Problem to solve: From the records below, state how many lines include the word "config", giving only that number.

(Stored items)
------------------------------

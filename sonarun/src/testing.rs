//! In-memory backend used by unit tests.

use sonarqube_api::{
    ComponentMeasures, Plugin, ProjectAnalyses, SonarError, SystemStatus, Task, UserToken,
};
use std::collections::VecDeque;
use std::sync::{Arc, Mutex};

use crate::backend::Backend;

#[derive(Default)]
struct Script {
    statuses: VecDeque<Result<SystemStatus, SonarError>>,
    tokens: VecDeque<Result<UserToken, SonarError>>,
    revocations: VecDeque<Result<(), SonarError>>,
    tasks: VecDeque<Result<Task, SonarError>>,
    analyses: VecDeque<Result<ProjectAnalyses, SonarError>>,
    plugins: VecDeque<Result<Vec<Plugin>, SonarError>>,
    measures: VecDeque<Result<ComponentMeasures, SonarError>>,
    calls: Vec<String>,
}

/// Backend answering from scripted queues, recording every call
#[derive(Clone, Default)]
pub struct FakeBackend {
    script: Arc<Mutex<Script>>,
}

fn exhausted<T>(what: &str) -> Result<T, SonarError> {
    Err(SonarError::InvalidResponse(format!("no scripted {what} reply")))
}

pub fn status(value: &str) -> SystemStatus {
    serde_json::from_value(serde_json::json!({ "status": value })).unwrap()
}

pub fn token(name: &str, value: &str) -> UserToken {
    serde_json::from_value(serde_json::json!({ "login": "admin", "name": name, "token": value }))
        .unwrap()
}

pub fn task(id: &str, status: &str, error_message: Option<&str>) -> Task {
    serde_json::from_value(serde_json::json!({
        "id": id,
        "status": status,
        "errorMessage": error_message,
    }))
    .unwrap()
}

pub fn analyses(count: usize) -> ProjectAnalyses {
    let analyses: Vec<_> = (0..count)
        .map(|i| serde_json::json!({ "key": format!("A{i}") }))
        .collect();
    serde_json::from_value(serde_json::json!({ "analyses": analyses })).unwrap()
}

pub fn plugins(keys: &[&str]) -> Vec<Plugin> {
    keys.iter()
        .map(|key| serde_json::from_value(serde_json::json!({ "key": key })).unwrap())
        .collect()
}

pub fn measures(pairs: &[(&str, &str)]) -> ComponentMeasures {
    let measures: Vec<_> = pairs
        .iter()
        .map(|(metric, value)| serde_json::json!({ "metric": metric, "value": value }))
        .collect();
    serde_json::from_value(serde_json::json!({ "component": { "measures": measures } })).unwrap()
}

impl FakeBackend {
    pub fn new() -> Self {
        Self::default()
    }

    pub fn push_status(&self, reply: Result<SystemStatus, SonarError>) -> &Self {
        self.script.lock().unwrap().statuses.push_back(reply);
        self
    }

    pub fn push_token(&self, reply: Result<UserToken, SonarError>) -> &Self {
        self.script.lock().unwrap().tokens.push_back(reply);
        self
    }

    pub fn push_revocation(&self, reply: Result<(), SonarError>) -> &Self {
        self.script.lock().unwrap().revocations.push_back(reply);
        self
    }

    pub fn push_task(&self, reply: Result<Task, SonarError>) -> &Self {
        self.script.lock().unwrap().tasks.push_back(reply);
        self
    }

    pub fn push_analyses(&self, reply: Result<ProjectAnalyses, SonarError>) -> &Self {
        self.script.lock().unwrap().analyses.push_back(reply);
        self
    }

    pub fn push_plugins(&self, reply: Result<Vec<Plugin>, SonarError>) -> &Self {
        self.script.lock().unwrap().plugins.push_back(reply);
        self
    }

    pub fn push_measures(&self, reply: Result<ComponentMeasures, SonarError>) -> &Self {
        self.script.lock().unwrap().measures.push_back(reply);
        self
    }

    pub fn calls(&self) -> Vec<String> {
        self.script.lock().unwrap().calls.clone()
    }

    fn record(&self, call: String) {
        self.script.lock().unwrap().calls.push(call);
    }
}

impl Backend for FakeBackend {
    async fn system_status(&self) -> Result<SystemStatus, SonarError> {
        self.record("status".to_string());
        let reply = self.script.lock().unwrap().statuses.pop_front();
        reply.unwrap_or_else(|| exhausted("status"))
    }

    async fn generate_token(&self, name: &str) -> Result<UserToken, SonarError> {
        self.record(format!("generate:{name}"));
        let reply = self.script.lock().unwrap().tokens.pop_front();
        reply.unwrap_or_else(|| exhausted("token"))
    }

    async fn revoke_token(&self, name: &str) -> Result<(), SonarError> {
        self.record(format!("revoke:{name}"));
        let reply = self.script.lock().unwrap().revocations.pop_front();
        reply.unwrap_or(Ok(()))
    }

    async fn task(&self, task_id: &str) -> Result<Task, SonarError> {
        self.record(format!("task:{task_id}"));
        let reply = self.script.lock().unwrap().tasks.pop_front();
        reply.unwrap_or_else(|| exhausted("task"))
    }

    async fn project_analyses(&self, project_key: &str) -> Result<ProjectAnalyses, SonarError> {
        self.record(format!("analyses:{project_key}"));
        let reply = self.script.lock().unwrap().analyses.pop_front();
        reply.unwrap_or_else(|| exhausted("analyses"))
    }

    async fn installed_plugins(&self) -> Result<Vec<Plugin>, SonarError> {
        self.record("plugins".to_string());
        let reply = self.script.lock().unwrap().plugins.pop_front();
        reply.unwrap_or_else(|| exhausted("plugins"))
    }

    async fn measures(
        &self,
        component_key: &str,
        metric_keys: &[String],
    ) -> Result<ComponentMeasures, SonarError> {
        self.record(format!("measures:{component_key}:{}", metric_keys.join(",")));
        let reply = self.script.lock().unwrap().measures.pop_front();
        reply.unwrap_or_else(|| exhausted("measures"))
    }
}
//! # sonarun
//!
//! Automates one SonarQube analysis run: starts the backend's containers,
//! waits for readiness, issues a short-lived token, runs the containerized
//! scanner, tracks the resulting compute engine task, collects the project's
//! measures and writes them to a dated CSV file. The containers are always
//! stopped at the end, whatever happened before.

pub mod backend;
pub mod cli;
pub mod collector;
pub mod config;
pub mod credentials;
pub mod metrics;
pub mod output;
pub mod poll;
pub mod process;
pub mod profile;
pub mod readiness;
pub mod run;
pub mod scanner;
pub mod supervisor;
pub mod task;

#[cfg(test)]
pub mod testing;

pub use backend::Backend;
pub use cli::{Cli, Commands, RunArgs};
pub use collector::{MetricEntry, MetricRecord, collect};
pub use config::{ConfigError, ConfigOverrides, ProjectIdentity, RunConfig, load_env_files};
pub use credentials::{AccessToken, CredentialError, issue_token, revoke_token};
pub use metrics::{DEFAULT_METRICS, default_metrics};
pub use output::{OutputError, ResultWriter};
pub use poll::{Backoff, PollPolicy, RecordingSleeper, Sleeper, TokioSleeper};
pub use process::{CommandOutput, CommandRunner, CommandSpec, ProcessError, TokioCommandRunner};
pub use profile::ProjectProfile;
pub use readiness::wait_until_ready;
pub use run::{Components, Orchestrator, RunError, RunSummary, execute_with, run};
pub use scanner::{ScanRunner, has_success_marker};
pub use supervisor::{ComposeCommand, ComposeSupervisor, Supervisor};
pub use task::{TaskError, TaskTracker, TrackOutcome, extract_task_id};
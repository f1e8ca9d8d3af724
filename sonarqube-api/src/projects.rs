//! Projects API: confirmation that an analysis has been registered for a project.

use serde::{Deserialize, Serialize};
use std::borrow::Cow;

use crate::{SonarClient, SonarError};

/// A single analysis entry of a project
#[derive(Debug, Clone, Serialize, Deserialize)]
pub struct Analysis {
    pub key: String,
    pub date: Option<String>,
}

/// Paging block common to search endpoints
#[derive(Debug, Clone, Default, Serialize, Deserialize)]
#[serde(rename_all = "camelCase")]
pub struct Paging {
    pub page_index: u32,
    pub page_size: u32,
    pub total: u32,
}

/// Response of `GET /api/project_analyses/search`
#[derive(Debug, Clone, Serialize, Deserialize)]
pub struct ProjectAnalyses {
    #[serde(default)]
    pub paging: Paging,
    #[serde(default)]
    pub analyses: Vec<Analysis>,
}

impl ProjectAnalyses {
    /// Check if the backend knows at least one analysis for the project
    #[must_use]
    pub fn is_registered(&self) -> bool {
        !self.analyses.is_empty()
    }
}

/// Projects API client
pub struct ProjectsApi<'a> {
    client: &'a SonarClient,
}

impl<'a> ProjectsApi<'a> {
    #[must_use]
    pub fn new(client: &'a SonarClient) -> Self {
        Self { client }
    }

    /// Look up the analyses recorded for a project.
    ///
    /// # Errors
    ///
    /// Returns an error on transport failure, non-success status (404 when the
    /// project does not exist) or a malformed body.
    pub async fn analyses(&self, project_key: &str) -> Result<ProjectAnalyses, SonarError> {
        let response = self
            .client
            .get_with_query(
                "/api/project_analyses/search",
                &[("project", project_key), ("ps", "1")],
            )
            .await?;
        SonarClient::read_json(response, Cow::Borrowed("project lookup")).await
    }
}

------------------------------

Answer to this exercise: 2